**What is being asked**
Exactly the lines below from the one with "Ignored while airborne." up to and including the one with "if step != 0.0" make up the answer, with nothing else added.

**Data excerpts**
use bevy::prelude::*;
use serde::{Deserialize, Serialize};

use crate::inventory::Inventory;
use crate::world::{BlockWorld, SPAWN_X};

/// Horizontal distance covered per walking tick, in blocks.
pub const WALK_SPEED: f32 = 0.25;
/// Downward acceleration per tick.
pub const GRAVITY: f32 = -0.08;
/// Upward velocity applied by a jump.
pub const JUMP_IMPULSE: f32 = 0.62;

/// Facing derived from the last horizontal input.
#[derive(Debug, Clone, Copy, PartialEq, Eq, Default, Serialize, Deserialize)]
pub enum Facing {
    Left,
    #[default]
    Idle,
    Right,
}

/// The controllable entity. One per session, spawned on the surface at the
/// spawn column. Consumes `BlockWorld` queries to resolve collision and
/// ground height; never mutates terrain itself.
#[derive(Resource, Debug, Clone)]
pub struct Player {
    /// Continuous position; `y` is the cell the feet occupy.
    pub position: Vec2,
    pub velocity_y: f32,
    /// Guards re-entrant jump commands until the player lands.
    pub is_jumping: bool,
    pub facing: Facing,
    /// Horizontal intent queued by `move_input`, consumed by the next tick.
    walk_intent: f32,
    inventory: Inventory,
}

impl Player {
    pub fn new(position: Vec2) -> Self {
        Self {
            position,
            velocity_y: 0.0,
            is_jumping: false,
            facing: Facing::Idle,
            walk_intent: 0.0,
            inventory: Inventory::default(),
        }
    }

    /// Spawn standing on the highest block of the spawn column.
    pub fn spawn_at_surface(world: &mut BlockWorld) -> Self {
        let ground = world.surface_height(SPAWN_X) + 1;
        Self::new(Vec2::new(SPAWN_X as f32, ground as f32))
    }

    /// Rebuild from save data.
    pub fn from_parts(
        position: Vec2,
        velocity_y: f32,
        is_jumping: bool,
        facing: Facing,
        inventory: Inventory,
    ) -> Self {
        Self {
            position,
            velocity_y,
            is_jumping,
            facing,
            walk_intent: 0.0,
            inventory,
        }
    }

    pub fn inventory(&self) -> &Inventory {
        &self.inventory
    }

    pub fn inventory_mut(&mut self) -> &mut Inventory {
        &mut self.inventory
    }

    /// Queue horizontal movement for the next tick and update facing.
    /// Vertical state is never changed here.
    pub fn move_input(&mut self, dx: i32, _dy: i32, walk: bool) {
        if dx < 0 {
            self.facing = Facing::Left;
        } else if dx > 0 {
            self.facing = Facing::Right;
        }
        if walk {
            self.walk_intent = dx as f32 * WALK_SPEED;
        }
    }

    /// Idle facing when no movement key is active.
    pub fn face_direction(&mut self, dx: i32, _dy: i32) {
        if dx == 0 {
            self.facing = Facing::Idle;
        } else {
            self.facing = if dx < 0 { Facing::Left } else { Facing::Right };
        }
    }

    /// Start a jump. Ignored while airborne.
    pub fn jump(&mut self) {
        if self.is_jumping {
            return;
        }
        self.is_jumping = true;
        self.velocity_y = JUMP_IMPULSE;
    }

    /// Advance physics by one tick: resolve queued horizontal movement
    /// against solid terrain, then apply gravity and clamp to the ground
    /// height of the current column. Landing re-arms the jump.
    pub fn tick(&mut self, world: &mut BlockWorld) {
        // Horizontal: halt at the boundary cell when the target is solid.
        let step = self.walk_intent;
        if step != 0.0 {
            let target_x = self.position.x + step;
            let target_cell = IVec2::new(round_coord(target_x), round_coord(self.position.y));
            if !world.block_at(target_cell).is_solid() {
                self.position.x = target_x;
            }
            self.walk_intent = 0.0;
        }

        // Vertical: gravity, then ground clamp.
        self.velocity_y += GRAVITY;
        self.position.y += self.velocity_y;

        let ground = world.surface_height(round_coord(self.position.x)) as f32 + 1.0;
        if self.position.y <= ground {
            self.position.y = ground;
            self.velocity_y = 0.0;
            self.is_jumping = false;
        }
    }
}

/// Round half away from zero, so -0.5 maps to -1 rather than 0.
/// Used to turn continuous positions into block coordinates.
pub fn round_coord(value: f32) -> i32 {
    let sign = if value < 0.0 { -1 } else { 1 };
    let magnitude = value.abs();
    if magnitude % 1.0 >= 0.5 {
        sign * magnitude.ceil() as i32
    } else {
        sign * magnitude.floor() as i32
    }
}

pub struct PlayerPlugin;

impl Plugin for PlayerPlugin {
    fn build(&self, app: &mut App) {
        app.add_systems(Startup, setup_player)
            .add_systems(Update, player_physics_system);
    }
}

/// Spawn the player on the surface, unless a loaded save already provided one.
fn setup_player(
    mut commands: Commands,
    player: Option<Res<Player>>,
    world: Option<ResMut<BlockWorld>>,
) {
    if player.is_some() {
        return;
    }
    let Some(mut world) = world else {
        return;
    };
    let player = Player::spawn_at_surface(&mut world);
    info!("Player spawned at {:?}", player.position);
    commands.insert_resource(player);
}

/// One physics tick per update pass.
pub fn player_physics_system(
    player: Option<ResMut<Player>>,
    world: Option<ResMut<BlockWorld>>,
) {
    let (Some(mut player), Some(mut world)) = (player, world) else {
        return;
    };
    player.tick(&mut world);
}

---

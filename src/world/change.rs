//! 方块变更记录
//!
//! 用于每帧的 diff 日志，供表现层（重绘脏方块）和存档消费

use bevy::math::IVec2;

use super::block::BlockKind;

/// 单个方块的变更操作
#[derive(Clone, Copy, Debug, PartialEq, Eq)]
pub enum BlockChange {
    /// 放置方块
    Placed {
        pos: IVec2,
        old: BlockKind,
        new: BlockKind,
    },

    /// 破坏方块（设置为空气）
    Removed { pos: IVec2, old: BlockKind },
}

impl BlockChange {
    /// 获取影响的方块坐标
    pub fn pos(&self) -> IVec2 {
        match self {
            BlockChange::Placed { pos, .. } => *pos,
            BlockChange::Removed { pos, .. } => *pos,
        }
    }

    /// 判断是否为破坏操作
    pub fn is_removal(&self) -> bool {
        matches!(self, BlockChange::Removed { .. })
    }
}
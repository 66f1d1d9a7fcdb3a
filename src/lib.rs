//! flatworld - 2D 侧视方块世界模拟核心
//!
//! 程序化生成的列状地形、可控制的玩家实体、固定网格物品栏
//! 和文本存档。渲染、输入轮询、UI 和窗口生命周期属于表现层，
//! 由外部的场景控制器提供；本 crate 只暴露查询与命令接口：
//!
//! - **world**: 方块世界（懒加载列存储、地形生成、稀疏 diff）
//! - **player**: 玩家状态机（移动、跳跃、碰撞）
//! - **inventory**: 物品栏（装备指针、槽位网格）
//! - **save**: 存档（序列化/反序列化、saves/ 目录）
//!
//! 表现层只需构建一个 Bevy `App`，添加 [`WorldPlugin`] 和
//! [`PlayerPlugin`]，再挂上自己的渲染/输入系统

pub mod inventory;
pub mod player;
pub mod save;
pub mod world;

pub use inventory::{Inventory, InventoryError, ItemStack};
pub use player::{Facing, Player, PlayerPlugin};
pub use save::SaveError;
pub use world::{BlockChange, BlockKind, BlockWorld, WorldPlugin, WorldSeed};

**Task response**
    /// Start a jump. Ignored while airborne.
    pub fn jump(&mut self) {
        if self.is_jumping {
            return;
        }
        self.is_jumping = true;
        self.velocity_y = JUMP_IMPULSE;
    }

    /// Advance physics by one tick: resolve queued horizontal movement
    /// against solid terrain, then apply gravity and clamp to the ground
    /// height of the current column. Landing re-arms the jump.
    pub fn tick(&mut self, world: &mut BlockWorld) {
        // Horizontal: halt at the boundary cell when the target is solid.
        let step = self.walk_intent;
        if step != 0.0 {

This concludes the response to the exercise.